Since BEACH is a high touch group program / mastermind, it is an absolute MUST that prospective members and I get to know each other, and make sure we’re a good fit, before they are presented with an invitation to enroll.

I mean, we’re going to be in each other’s faces a LOT (about 20 calls a month plus private community!)

The high touch component and individual feedback are cornerstones of how I work, and I wanted to include some version of it in the run up to the invitation to join BEACH.

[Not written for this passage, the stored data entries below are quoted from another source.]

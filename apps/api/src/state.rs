use std::sync::Arc;

use crate::applications::engine::ApplicationEngine;
use crate::config::Config;
use crate::extraction::TextExtractor;
use crate::matching::scoring::JobMatcher;
use crate::platform::JobBoard;

/// Shared application state injected into all route handlers via Axum extractors.
#[derive(Clone)]
pub struct AppState {
    pub config: Config,
    /// Résumé text extraction. Default: DocumentTextExtractor (PDF + DOCX).
    pub extractor: Arc<dyn TextExtractor>,
    /// Pluggable matcher. Default: KeywordJobMatcher. Swap via ENABLE_LLM_MATCHING.
    pub matcher: Arc<dyn JobMatcher>,
    /// Live platform when PLATFORM_BASE_URL is set, simulated otherwise.
    pub job_board: Arc<dyn JobBoard>,
    /// Owns the status store for the lifetime of the server.
    pub engine: Arc<ApplicationEngine>,
}
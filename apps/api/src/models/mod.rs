pub mod application;
pub mod job;
//! Application workflow: status store, engine and the apply/status endpoints.

pub mod engine;
pub mod handlers;
pub mod store;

Here are options for getting to know each other to decide if it’s a mutual fit:

  • disco call: yup, the good ol’ discovery call.  These are ok, but I don’t really love them. They’re time consuming for everyone all around, plus everyone is on their best behaviour.
  • application process: this works well for year round enrollment, and I have used it in conjunction with great conversations over DM — like a multiple day, chilled, mutual interview process.
  • 2-3 hour live workshop: I love doing these paid live workshops, because in an afternoon, we can quickly get to know each other.  I get a glimpse into their business, they get a taste of my vibe, and we both figure out if it could work longer term.
  • 5+ day live workshops: hands down the best. Yes, yes, yes, people call these challenges, but I don’t really like that word, as it implies there may be a struggle and it will be a bunch of hard work. Not.

I went with the two live options.

The process starts with the invite.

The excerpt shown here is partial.